**Your instructions:** Set the listing down once more, exactly as given.

Listed records: Begin

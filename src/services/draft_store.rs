//! 草稿存储 - 业务能力层
//!
//! 当前作答的权威内存副本：`question_id → DraftAnswer`。
//! 存储本身只负责数据；每次变更后的持久化调度由 `TestSession` 统一触发。

use std::collections::{BTreeMap, HashMap};
use std::sync::{Mutex, MutexGuard, PoisonError};

use crate::models::{is_blank, DraftAnswer, Origin};

/// 一次写入的结果
#[derive(Debug, Clone, Copy, PartialEq, Eq)]
pub enum DraftChange {
    /// 值未变化，不需要保存
    Unchanged,
    /// 写入了新的非空值
    Updated,
    /// 草稿被清空（需要发送删除信号）
    Cleared,
}

impl DraftChange {
    pub fn needs_save(self) -> bool {
        !matches!(self, DraftChange::Unchanged)
    }
}

/// 某一时刻的草稿快照
#[derive(Debug, Clone, Default, PartialEq, Eq)]
pub struct DraftSnapshot {
    pub attempt: u32,
    pub entries: BTreeMap<String, DraftAnswer>,
}

#[derive(Debug)]
struct DraftState {
    attempt: u32,
    entries: HashMap<String, DraftAnswer>,
}

/// 草稿存储
///
/// 任意时刻所有草稿都属于同一个作答次数；跨越作答边界时整体清空。
/// 防抖定时器在触发时从这里读取最新值，而不是使用调度时捕获的值。
#[derive(Debug)]
pub struct DraftStore {
    state: Mutex<DraftState>,
}

impl DraftStore {
    pub fn new(attempt: u32) -> Self {
        Self {
            state: Mutex::new(DraftState {
                attempt,
                entries: HashMap::new(),
            }),
        }
    }

    fn lock(&self) -> MutexGuard<'_, DraftState> {
        self.state.lock().unwrap_or_else(PoisonError::into_inner)
    }

    /// 当前草稿所属的作答次数
    pub fn attempt(&self) -> u32 {
        self.lock().attempt
    }

    pub fn get(&self, question_id: &str) -> Option<DraftAnswer> {
        self.lock().entries.get(question_id).cloned()
    }

    /// 读取最新值（无草稿时为空字符串）
    pub fn current_value(&self, question_id: &str) -> String {
        self.lock()
            .entries
            .get(question_id)
            .map(|d| d.value.clone())
            .unwrap_or_default()
    }

    /// 学生输入
    ///
    /// 与当前值相同则不做任何事；修改预填的答案会把来源降级为 `Typed`。
    pub fn set(&self, question_id: &str, value: &str) -> DraftChange {
        self.write(question_id, value, Origin::Typed)
    }

    /// 预填写入，来源标记为 `Prefilled`
    pub fn set_prefilled(&self, question_id: &str, value: &str, from_attempt: u32) -> DraftChange {
        self.write(question_id, value, Origin::Prefilled { from_attempt })
    }

    pub fn clear(&self, question_id: &str) -> DraftChange {
        self.write(question_id, "", Origin::Typed)
    }

    fn write(&self, question_id: &str, value: &str, origin: Origin) -> DraftChange {
        let mut state = self.lock();
        let attempt = state.attempt;

        if is_blank(value) {
            return match state.entries.remove(question_id) {
                Some(_) => DraftChange::Cleared,
                None => DraftChange::Unchanged,
            };
        }

        match state.entries.get_mut(question_id) {
            Some(existing) if existing.value == value => {
                // 预填覆盖同值的手动输入时仍要打上标记
                if matches!(origin, Origin::Prefilled { .. }) {
                    existing.origin = origin;
                }
                DraftChange::Unchanged
            }
            Some(existing) => {
                existing.value = value.to_string();
                existing.origin = origin;
                DraftChange::Updated
            }
            None => {
                state.entries.insert(
                    question_id.to_string(),
                    DraftAnswer {
                        value: value.to_string(),
                        attempt,
                        origin,
                    },
                );
                DraftChange::Updated
            }
        }
    }

    pub fn snapshot(&self) -> DraftSnapshot {
        let state = self.lock();
        DraftSnapshot {
            attempt: state.attempt,
            entries: state
                .entries
                .iter()
                .map(|(k, v)| (k.clone(), v.clone()))
                .collect(),
        }
    }

    /// 有非空答案的题目数量
    pub fn answered_count(&self) -> usize {
        self.lock().entries.len()
    }

    /// 跨越作答边界：清空全部草稿并切换作答次数
    pub fn reset(&self, attempt: u32) {
        let mut state = self.lock();
        state.attempt = attempt;
        state.entries.clear();
    }

    /// 用后端已持久化的答案恢复草稿（页面重新加载时），不会触发保存
    pub fn hydrate<I>(&self, attempt: u32, answers: I) -> usize
    where
        I: IntoIterator<Item = (String, String)>,
    {
        let mut state = self.lock();
        state.attempt = attempt;
        state.entries.clear();
        for (question_id, value) in answers {
            if is_blank(&value) {
                continue;
            }
            state.entries.insert(
                question_id,
                DraftAnswer {
                    value,
                    attempt,
                    origin: Origin::Typed,
                },
            );
        }
        state.entries.len()
    }
}

#[cfg(test)]
mod tests {
    use super::*;

    #[test]
    fn identical_input_is_a_no_op() {
        let store = DraftStore::new(1);
        assert_eq!(store.set("q1", "photosynthesis"), DraftChange::Updated);
        assert_eq!(store.set("q1", "photosynthesis"), DraftChange::Unchanged);
        assert_eq!(store.answered_count(), 1);
    }

    #[test]
    fn blank_value_removes_entry() {
        let store = DraftStore::new(1);
        store.set("q1", "draft");
        assert_eq!(store.set("q1", "   "), DraftChange::Cleared);
        assert!(store.get("q1").is_none());
        assert_eq!(store.clear("q1"), DraftChange::Unchanged);
    }

    #[test]
    fn editing_prefilled_entry_demotes_origin() {
        let store = DraftStore::new(2);
        store.set_prefilled("q1", "B", 1);
        store.set_prefilled("q2", "osmosis", 1);

        store.set("q2", "osmosis and diffusion");

        assert!(store.get("q1").unwrap().is_prefilled());
        let edited = store.get("q2").unwrap();
        assert_eq!(edited.origin, Origin::Typed);
        assert_eq!(edited.attempt, 2);
    }

    #[test]
    fn retyping_same_value_keeps_prefilled_tag() {
        let store = DraftStore::new(2);
        store.set_prefilled("q1", "B", 1);
        assert_eq!(store.set("q1", "B"), DraftChange::Unchanged);
        assert!(store.get("q1").unwrap().is_prefilled());
    }

    #[test]
    fn reset_scopes_drafts_to_new_attempt() {
        let store = DraftStore::new(1);
        store.set("q1", "a");
        store.set("q2", "b");

        store.reset(2);

        let snapshot = store.snapshot();
        assert_eq!(snapshot.attempt, 2);
        assert!(snapshot.entries.is_empty());
    }

    #[test]
    fn hydrate_skips_blank_answers() {
        let store = DraftStore::new(1);
        let loaded = store.hydrate(
            3,
            vec![
                ("q1".to_string(), "kept".to_string()),
                ("q2".to_string(), "  ".to_string()),
            ],
        );
        assert_eq!(loaded, 1);
        assert_eq!(store.current_value("q1"), "kept");
        assert_eq!(store.current_value("q2"), "");
        assert_eq!(store.get("q1").unwrap().attempt, 3);
    }
}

Listed records: End

**Reply to the exercise:**
filename src/services/draft_store.rs
//! 草稿存储 - 业务能力层
//!
//! 当前作答的权威内存副本：`question_id → DraftAnswer`。
//! 存储本身只负责数据；每次变更后的持久化调度由 `TestSession` 统一触发。

use std::collections::{BTreeMap, HashMap};
use std::sync::{Mutex, MutexGuard, PoisonError};

use crate::models::{is_blank, DraftAnswer, Origin};

/// 一次写入的结果
#[derive(Debug, Clone, Copy, PartialEq, Eq)]
pub enum DraftChange {
    /// 值未变化，不需要保存
    Unchanged,
    /// 写入了新的非空值
    Updated,
    /// 草稿被清空（需要发送删除信号）
    Cleared,
}

impl DraftChange {
    pub fn needs_save(self) -> bool {
        !matches!(self, DraftChange::Unchanged)
    }
}

/// 某一时刻的草稿快照
#[derive(Debug, Clone, Default, PartialEq, Eq)]
pub struct DraftSnapshot {
    pub attempt: u32,
    pub entries: BTreeMap<String, DraftAnswer>,
}

#[derive(Debug)]
struct DraftState {
    attempt: u32,
    entries: HashMap<String, DraftAnswer>,
}

/// 草稿存储
///
/// 任意时刻所有草稿都属于同一个作答次数；跨越作答边界时整体清空。
/// 防抖定时器在触发时从这里读取最新值，而不是使用调度时捕获的值。
#[derive(Debug)]
pub struct DraftStore {
    state: Mutex<DraftState>,
}

impl DraftStore {
    pub fn new(attempt: u32) -> Self {
        Self {
            state: Mutex::new(DraftState {
                attempt,
                entries: HashMap::new(),
            }),
        }
    }

    fn lock(&self) -> MutexGuard<'_, DraftState> {
        self.state.lock().unwrap_or_else(PoisonError::into_inner)
    }

    /// 当前草稿所属的作答次数
    pub fn attempt(&self) -> u32 {
        self.lock().attempt
    }

    pub fn get(&self, question_id: &str) -> Option<DraftAnswer> {
        self.lock().entries.get(question_id).cloned()
    }

    /// 读取最新值（无草稿时为空字符串）
    pub fn current_value(&self, question_id: &str) -> String {
        self.lock()
            .entries
            .get(question_id)
            .map(|d| d.value.clone())
            .unwrap_or_default()
    }

    /// 学生输入
    ///
    /// 与当前值相同则不做任何事；修改预填的答案会把来源降级为 `Typed`。
    pub fn set(&self, question_id: &str, value: &str) -> DraftChange {
        self.write(question_id, value, Origin::Typed)
    }

    /// 预填写入，来源标记为 `Prefilled`
    pub fn set_prefilled(&self, question_id: &str, value: &str, from_attempt: u32) -> DraftChange {
        self.write(question_id, value, Origin::Prefilled { from_attempt })
    }

    pub fn clear(&self, question_id: &str) -> DraftChange {
        self.write(question_id, "", Origin::Typed)
    }

    fn write(&self, question_id: &str, value: &str, origin: Origin) -> DraftChange {
        let mut state = self.lock();
        let attempt = state.attempt;

        if is_blank(value) {
            return match state.entries.remove(question_id) {
                Some(_) => DraftChange::Cleared,
                None => DraftChange::Unchanged,
            };
        }

        match state.entries.get_mut(question_id) {
            Some(existing) if existing.value == value => {
                // 预填覆盖同值的手动输入时仍要打上标记
                if matches!(origin, Origin::Prefilled { .. }) {
                    existing.origin = origin;
                }
                DraftChange::Unchanged
            }
            Some(existing) => {
                existing.value = value.to_string();
                existing.origin = origin;
                DraftChange::Updated
            }
            None => {
                state.entries.insert(
                    question_id.to_string(),
                    DraftAnswer {
                        value: value.to_string(),
                        attempt,
                        origin,
                    },
                );
                DraftChange::Updated
            }
        }
    }

    pub fn snapshot(&self) -> DraftSnapshot {
        let state = self.lock();
        DraftSnapshot {
            attempt: state.attempt,
            entries: state
                .entries
                .iter()
                .map(|(k, v)| (k.clone(), v.clone()))
                .collect(),
        }
    }

    /// 有非空答案的题目数量
    pub fn answered_count(&self) -> usize {
        self.lock().entries.len()
    }

    /// 跨越作答边界：清空全部草稿并切换作答次数
    pub fn reset(&self, attempt: u32) {
        let mut state = self.lock();
        state.attempt = attempt;
        state.entries.clear();
    }

    /// 用后端已持久化的答案恢复草稿（页面重新加载时），不会触发保存
    pub fn hydrate<I>(&self, attempt: u32, answers: I) -> usize
    where
        I: IntoIterator<Item = (String, String)>,
    {
        let mut state = self.lock();
        state.attempt = attempt;
        state.entries.clear();
        for (question_id, value) in answers {
            if is_blank(&value) {
                continue;
            }
            state.entries.insert(
                question_id,
                DraftAnswer {
                    value,
                    attempt,
                    origin: Origin::Typed,
                },
            );
        }
        state.entries.len()
    }
}

#[cfg(test)]
mod tests {
    use super::*;

    #[test]
    fn identical_input_is_a_no_op() {
        let store = DraftStore::new(1);
        assert_eq!(store.set("q1", "photosynthesis"), DraftChange::Updated);
        assert_eq!(store.set("q1", "photosynthesis"), DraftChange::Unchanged);
        assert_eq!(store.answered_count(), 1);
    }

    #[test]
    fn blank_value_removes_entry() {
        let store = DraftStore::new(1);
        store.set("q1", "draft");
        assert_eq!(store.set("q1", "   "), DraftChange::Cleared);
        assert!(store.get("q1").is_none());
        assert_eq!(store.clear("q1"), DraftChange::Unchanged);
    }

    #[test]
    fn editing_prefilled_entry_demotes_origin() {
        let store = DraftStore::new(2);
        store.set_prefilled("q1", "B", 1);
        store.set_prefilled("q2", "osmosis", 1);

        store.set("q2", "osmosis and diffusion");

        assert!(store.get("q1").unwrap().is_prefilled());
        let edited = store.get("q2").unwrap();
        assert_eq!(edited.origin, Origin::Typed);
        assert_eq!(edited.attempt, 2);
    }

    #[test]
    fn retyping_same_value_keeps_prefilled_tag() {
        let store = DraftStore::new(2);
        store.set_prefilled("q1", "B", 1);
        assert_eq!(store.set("q1", "B"), DraftChange::Unchanged);
        assert!(store.get("q1").unwrap().is_prefilled());
    }

    #[test]
    fn reset_scopes_drafts_to_new_attempt() {
        let store = DraftStore::new(1);
        store.set("q1", "a");
        store.set("q2", "b");

        store.reset(2);

        let snapshot = store.snapshot();
        assert_eq!(snapshot.attempt, 2);
        assert!(snapshot.entries.is_empty());
    }

    #[test]
    fn hydrate_skips_blank_answers() {
        let store = DraftStore::new(1);
        let loaded = store.hydrate(
            3,
            vec![
                ("q1".to_string(), "kept".to_string()),
                ("q2".to_string(), "  ".to_string()),
            ],
        );
        assert_eq!(loaded, 1);
        assert_eq!(store.current_value("q1"), "kept");
        assert_eq!(store.current_value("q2"), "");
        assert_eq!(store.get("q1").unwrap().attempt, 3);
    }
}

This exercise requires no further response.